Related papers: Automating proton PBS treatment planning for head and neck cancers using policy gradient-based deep reinforcement learning

Automating proton PBS treatment planning for head and neck cancers using policy gradient-based deep reinforcement learning

URL: http://arxiv.org/abs/2409.11576v1
Date: Tue, 17 Sep 2024 22:01:56 GMT
Title: Automating proton PBS treatment planning for head and neck cancers using policy gradient-based deep reinforcement learning
Authors: Qingqing Wang, Chang Chang,
Abstract summary: We propose an automatic treatment planning model using the proximal policy optimization (PPO) algorithm and a dose distribution-based reward function. A set of empirical rules is used to create auxiliary planning structures from target volumes and organs-at-risk. A decision-making policy network trained using PPO is developed to iteratively adjust the involved planning objective parameters in a continuous action space.
Score: 0.7519872646378836
License: http://creativecommons.org/licenses/by-sa/4.0/
Abstract: Proton pencil beam scanning (PBS) treatment planning for head and neck (H&N) cancers is a time-consuming and experience-demanding task where a large number of planning objectives are involved. Deep reinforcement learning (DRL) has recently been introduced to the planning processes of intensity-modulated radiation therapy and brachytherapy for prostate, lung, and cervical cancers. However, existing approaches are built upon the Q-learning framework and weighted linear combinations of clinical metrics, suffering from poor scalability and flexibility and only capable of adjusting a limited number of planning objectives in discrete action spaces. We propose an automatic treatment planning model using the proximal policy optimization (PPO) algorithm and a dose distribution-based reward function for proton PBS treatment planning of H&N cancers. Specifically, a set of empirical rules is used to create auxiliary planning structures from target volumes and organs-at-risk (OARs), along with their associated planning objectives.

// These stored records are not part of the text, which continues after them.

use thiserror::Error;

/// Main error type for Docdex
#[derive(Error, Debug)]
pub enum DocdexError {
    /// Database-related errors
    #[error("Database error: {0}")]
    Database(#[from] rusqlite::Error),

    /// File system I/O errors
    #[error("IO error: {0}")]
    Io(#[from] std::io::Error),

    /// Configuration errors
    #[error("Configuration error: {0}")]
    Config(String),

    /// Document parse errors (layout/OCR service or local parsers)
    #[error("Parse error: {0}")]
    Parse(String),

    /// Embedding service errors
    #[error("Embedding error: {0}")]
    Embedding(String),

    /// Document not found in the catalog
    #[error("Document not found: {0}")]
    DocumentNotFound(String),

    /// Scan root missing or not a directory
    #[error("Directory not found: {0}")]
    DirectoryNotFound(String),

    /// Invalid input
    #[error("Invalid input: {0}")]
    InvalidInput(String),
}

/// Convenient Result type using DocdexError
pub type Result<T> = std::result::Result<T, DocdexError>;

#[cfg(test)]
mod tests {
    use super::*;

    #[test]
    fn test_error_display() {
        let err = DocdexError::Config("Test error".to_string());
        assert!(err.to_string().contains("Configuration error"));
        assert!(err.to_string().contains("Test error"));
    }

    #[test]
    fn test_error_from_rusqlite() {
        let rusqlite_err = rusqlite::Error::InvalidQuery;
        let err: DocdexError = rusqlite_err.into();
        assert!(matches!(err, DocdexError::Database(_)));
    }

    #[test]
    fn test_error_from_io() {
        let io_err = std::io::Error::new(std::io::ErrorKind::NotFound, "file not found");
        let err: DocdexError = io_err.into();
        assert!(matches!(err, DocdexError::Io(_)));
    }
}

These planning objectives are fed into an in-house optimization engine to generate the spot monitor unit (MU) values. A decision-making policy network trained using PPO is developed to iteratively adjust the involved planning objective parameters in a continuous action space and refine the PBS treatment plans using a novel dose distribution-based reward function. Proton H&N treatment plans generated by the model show improved OAR sparing with equal or superior target coverage when compared with human-generated plans. Moreover, additional experiments on liver cancer demonstrate that the proposed method can be successfully generalized to other treatment sites. To the best of our knowledge, this is the first DRL-based automatic treatment planning model capable of achieving human-level performance for H&N cancers.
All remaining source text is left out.